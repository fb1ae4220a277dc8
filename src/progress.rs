//! Progress observers for wordlist generation and cracking.

use indicatif::ProgressBar;

use crate::crack::CrackState;

/// Receives generation progress as `(percent, label)`.
pub trait Progress: Send + Sync {
    fn update(&self, percent: f64, message: &str);
}

impl<F> Progress for F
where
    F: Fn(f64, &str) + Send + Sync,
{
    fn update(&self, percent: f64, message: &str) {
        self(percent, message)
    }
}

/// Receives cracking progress as `(percent, estimated attempts)`.
pub trait CrackProgress: Send + Sync {
    fn update(&self, percent: f64, attempts: u64);

    /// Called on every orchestrator state transition.
    fn state_changed(&self, _state: CrackState) {}

    /// Forwarded generation progress while the orchestrator builds a wordlist.
    fn generation(&self, _percent: f64, _message: &str) {}
}

impl<F> CrackProgress for F
where
    F: Fn(f64, u64) + Send + Sync,
{
    fn update(&self, percent: f64, attempts: u64) {
        self(percent, attempts)
    }
}

/// Observer that drops every report.
#[derive(Debug, Default, Clone, Copy)]
pub struct NoProgress;

impl Progress for NoProgress {
    fn update(&self, _percent: f64, _message: &str) {}
}

impl CrackProgress for NoProgress {
    fn update(&self, _percent: f64, _attempts: u64) {}
}

/// indicatif bar fed with percentages.
///
/// [`BarProgress::new`] shows the percentage itself; [`BarProgress::entries`]
/// maps it onto a known candidate count.
pub struct BarProgress {
    bar: ProgressBar,
    len: u64,
}

impl BarProgress {
    pub fn new() -> Self {
        let bar = ProgressBar::new(100);
        bar.set_style(crate::percent_progress_style());
        Self { bar, len: 100 }
    }

    pub fn entries(total: u64) -> Self {
        let len = total.max(1);
        let bar = ProgressBar::new(len);
        bar.set_style(crate::default_progress_style());
        Self { bar, len }
    }

    pub fn finish(&self) {
        self.bar.finish_and_clear();
    }

    fn set_percent(&self, percent: f64) {
        let fraction = percent.clamp(0.0, 100.0) / 100.0;
        self.bar.set_position((fraction * self.len as f64).round() as u64);
    }
}

impl Default for BarProgress {
    fn default() -> Self {
        Self::new()
    }
}

impl Progress for BarProgress {
    fn update(&self, percent: f64, message: &str) {
        self.set_percent(percent);
        self.bar.set_message(message.to_string());
    }
}

impl CrackProgress for BarProgress {
    fn update(&self, percent: f64, attempts: u64) {
        self.set_percent(percent);
        self.bar.set_message(format!("~{} attempts", attempts));
    }

    fn state_changed(&self, state: CrackState) {
        self.bar.set_prefix(state.as_str());
    }

    fn generation(&self, percent: f64, message: &str) {
        Progress::update(self, percent, message);
    }
}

Your assignment => The full listing above is to be transcribed exactly.

Expected answer =>
repository fb1ae4220a277dc8
filename src/progress.rs
//! Progress observers for wordlist generation and cracking.

use indicatif::ProgressBar;

use crate::crack::CrackState;

/// Receives generation progress as `(percent, label)`.
pub trait Progress: Send + Sync {
    fn update(&self, percent: f64, message: &str);
}

impl<F> Progress for F
where
    F: Fn(f64, &str) + Send + Sync,
{
    fn update(&self, percent: f64, message: &str) {
        self(percent, message)
    }
}

/// Receives cracking progress as `(percent, estimated attempts)`.
pub trait CrackProgress: Send + Sync {
    fn update(&self, percent: f64, attempts: u64);

    /// Called on every orchestrator state transition.
    fn state_changed(&self, _state: CrackState) {}

    /// Forwarded generation progress while the orchestrator builds a wordlist.
    fn generation(&self, _percent: f64, _message: &str) {}
}

impl<F> CrackProgress for F
where
    F: Fn(f64, u64) + Send + Sync,
{
    fn update(&self, percent: f64, attempts: u64) {
        self(percent, attempts)
    }
}

/// Observer that drops every report.
#[derive(Debug, Default, Clone, Copy)]
pub struct NoProgress;

impl Progress for NoProgress {
    fn update(&self, _percent: f64, _message: &str) {}
}

impl CrackProgress for NoProgress {
    fn update(&self, _percent: f64, _attempts: u64) {}
}

/// indicatif bar fed with percentages.
///
/// [`BarProgress::new`] shows the percentage itself; [`BarProgress::entries`]
/// maps it onto a known candidate count.
pub struct BarProgress {
    bar: ProgressBar,
    len: u64,
}

impl BarProgress {
    pub fn new() -> Self {
        let bar = ProgressBar::new(100);
        bar.set_style(crate::percent_progress_style());
        Self { bar, len: 100 }
    }

    pub fn entries(total: u64) -> Self {
        let len = total.max(1);
        let bar = ProgressBar::new(len);
        bar.set_style(crate::default_progress_style());
        Self { bar, len }
    }

    pub fn finish(&self) {
        self.bar.finish_and_clear();
    }

    fn set_percent(&self, percent: f64) {
        let fraction = percent.clamp(0.0, 100.0) / 100.0;
        self.bar.set_position((fraction * self.len as f64).round() as u64);
    }
}

impl Default for BarProgress {
    fn default() -> Self {
        Self::new()
    }
}

impl Progress for BarProgress {
    fn update(&self, percent: f64, message: &str) {
        self.set_percent(percent);
        self.bar.set_message(message.to_string());
    }
}

impl CrackProgress for BarProgress {
    fn update(&self, percent: f64, attempts: u64) {
        self.set_percent(percent);
        self.bar.set_message(format!("~{} attempts", attempts));
    }

    fn state_changed(&self, state: CrackState) {
        self.bar.set_prefix(state.as_str());
    }

    fn generation(&self, percent: f64, message: &str) {
        Progress::update(self, percent, message);
    }
}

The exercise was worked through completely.